→ **What is expected**: Exact copies of all the records are the expected output.

→ **Records shown**:
-.-.-
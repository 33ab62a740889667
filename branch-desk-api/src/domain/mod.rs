pub mod actor;
pub mod application_status;
pub mod branch_id;
pub mod field_value;
pub mod inputs;
pub mod outcome;
pub mod role;

// Re-exports
pub use actor::*;
pub use application_status::*;
pub use branch_id::*;
pub use field_value::*;
pub use inputs::*;
pub use outcome::*;
pub use role::*;
use async_trait::async_trait;

use crate::models::staff::ManagerModel;
use crate::repository::create_batch::CreateBatch;
use crate::repository::delete_batch::DeleteBatch;
use crate::repository::exist_by_ids::ExistByIds;
use crate::repository::find_by_id::FindById;
use crate::repository::pagination::{Page, PageRequest};
use crate::repository::update_batch::UpdateBatch;

#[async_trait]
pub trait ManagerRepository:
    FindById<ManagerModel>
    + CreateBatch<ManagerModel>
    + UpdateBatch<ManagerModel>
    + DeleteBatch<ManagerModel>
    + ExistByIds<ManagerModel>
{
    async fn find_by_username(
        &self,
        username: &str,
    ) -> Result<Option<ManagerModel>, Box<dyn std::error::Error + Send + Sync>>;

    /// Managers ordered by id
    async fn find_page(&self, page: PageRequest) -> Result<Page<ManagerModel>, Box<dyn std::error::Error + Send + Sync>>;
}
use branch_desk_db::models::staff::ManagerModel;
use sqlx::{postgres::PgRow, Row};
use std::error::Error;

use postgres_unit_of_work::Executor;
use crate::utils::{get_heapless_string, TryFromRow};

pub(crate) const MANAGER_COLUMNS: &str = "id, username, name, password, branch_id, created_at";

pub struct ManagerRepositoryImpl {
    pub(crate) executor: Executor,
}

impl ManagerRepositoryImpl {
    pub fn new(executor: Executor) -> Self {
        Self { executor }
    }
}

impl TryFromRow<PgRow> for ManagerModel {
    fn try_from_row(row: &PgRow) -> Result<Self, Box<dyn Error + Send + Sync>> {
        Ok(ManagerModel {
            id: row.try_get("id")?,
            username: get_heapless_string(row, "username")?,
            name: get_heapless_string(row, "name")?,
            password: row.try_get("password")?,
            branch_id: row.try_get("branch_id")?,
            created_at: row.try_get("created_at")?,
        })
    }
}
use std::sync::Arc;

use super::{
    application_repository::ApplicationRepositoryImpl,
    audit_entry_repository::AuditEntryRepositoryImpl,
};
use postgres_unit_of_work::Executor;

/// Factory for creating application module repositories
///
/// Builds repositories bound to the executor of one unit of work.
/// This should be used as a singleton throughout the application.
#[derive(Default)]
pub struct ApplicationRepoFactory {}

impl ApplicationRepoFactory {
    pub fn new() -> Arc<Self> {
        Arc::new(Self {})
    }

    pub fn build_application_repo(&self, executor: &Executor) -> Arc<ApplicationRepositoryImpl> {
        Arc::new(ApplicationRepositoryImpl::new(executor.clone()))
    }

    pub fn build_audit_entry_repo(&self, executor: &Executor) -> Arc<AuditEntryRepositoryImpl> {
        Arc::new(AuditEntryRepositoryImpl::new(executor.clone()))
    }

    /// Build all application repositories with the given executor
    pub fn build_all_repos(&self, executor: &Executor) -> ApplicationRepositories {
        ApplicationRepositories {
            application_repository: self.build_application_repo(executor),
            audit_entry_repository: self.build_audit_entry_repo(executor),
        }
    }
}

/// Container for all application module repositories
#[derive(Clone)]
pub struct ApplicationRepositories {
    pub application_repository: Arc<ApplicationRepositoryImpl>,
    pub audit_entry_repository: Arc<AuditEntryRepositoryImpl>,
}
-.-.-
→ **Written response**:
repository 33ab62a740889667
filename branch-desk-api/src/domain/mod.rs
pub mod actor;
pub mod application_status;
pub mod branch_id;
pub mod field_value;
pub mod inputs;
pub mod outcome;
pub mod role;

// Re-exports
pub use actor::*;
pub use application_status::*;
pub use branch_id::*;
pub use field_value::*;
pub use inputs::*;
pub use outcome::*;
pub use role::*;
use async_trait::async_trait;

use crate::models::staff::ManagerModel;
use crate::repository::create_batch::CreateBatch;
use crate::repository::delete_batch::DeleteBatch;
use crate::repository::exist_by_ids::ExistByIds;
use crate::repository::find_by_id::FindById;
use crate::repository::pagination::{Page, PageRequest};
use crate::repository::update_batch::UpdateBatch;

#[async_trait]
pub trait ManagerRepository:
    FindById<ManagerModel>
    + CreateBatch<ManagerModel>
    + UpdateBatch<ManagerModel>
    + DeleteBatch<ManagerModel>
    + ExistByIds<ManagerModel>
{
    async fn find_by_username(
        &self,
        username: &str,
    ) -> Result<Option<ManagerModel>, Box<dyn std::error::Error + Send + Sync>>;

    /// Managers ordered by id
    async fn find_page(&self, page: PageRequest) -> Result<Page<ManagerModel>, Box<dyn std::error::Error + Send + Sync>>;
}
use branch_desk_db::models::staff::ManagerModel;
use sqlx::{postgres::PgRow, Row};
use std::error::Error;

use postgres_unit_of_work::Executor;
use crate::utils::{get_heapless_string, TryFromRow};

pub(crate) const MANAGER_COLUMNS: &str = "id, username, name, password, branch_id, created_at";

pub struct ManagerRepositoryImpl {
    pub(crate) executor: Executor,
}

impl ManagerRepositoryImpl {
    pub fn new(executor: Executor) -> Self {
        Self { executor }
    }
}

impl TryFromRow<PgRow> for ManagerModel {
    fn try_from_row(row: &PgRow) -> Result<Self, Box<dyn Error + Send + Sync>> {
        Ok(ManagerModel {
            id: row.try_get("id")?,
            username: get_heapless_string(row, "username")?,
            name: get_heapless_string(row, "name")?,
            password: row.try_get("password")?,
            branch_id: row.try_get("branch_id")?,
            created_at: row.try_get("created_at")?,
        })
    }
}
use std::sync::Arc;

use super::{
    application_repository::ApplicationRepositoryImpl,
    audit_entry_repository::AuditEntryRepositoryImpl,
};
use postgres_unit_of_work::Executor;

/// Factory for creating application module repositories
///
/// Builds repositories bound to the executor of one unit of work.
/// This should be used as a singleton throughout the application.
#[derive(Default)]
pub struct ApplicationRepoFactory {}

impl ApplicationRepoFactory {
    pub fn new() -> Arc<Self> {
        Arc::new(Self {})
    }

    pub fn build_application_repo(&self, executor: &Executor) -> Arc<ApplicationRepositoryImpl> {
        Arc::new(ApplicationRepositoryImpl::new(executor.clone()))
    }

    pub fn build_audit_entry_repo(&self, executor: &Executor) -> Arc<AuditEntryRepositoryImpl> {
        Arc::new(AuditEntryRepositoryImpl::new(executor.clone()))
    }

    /// Build all application repositories with the given executor
    pub fn build_all_repos(&self, executor: &Executor) -> ApplicationRepositories {
        ApplicationRepositories {
            application_repository: self.build_application_repo(executor),
            audit_entry_repository: self.build_audit_entry_repo(executor),
        }
    }
}

/// Container for all application module repositories
#[derive(Clone)]
pub struct ApplicationRepositories {
    pub application_repository: Arc<ApplicationRepositoryImpl>,
    pub audit_entry_repository: Arc<AuditEntryRepositoryImpl>,
}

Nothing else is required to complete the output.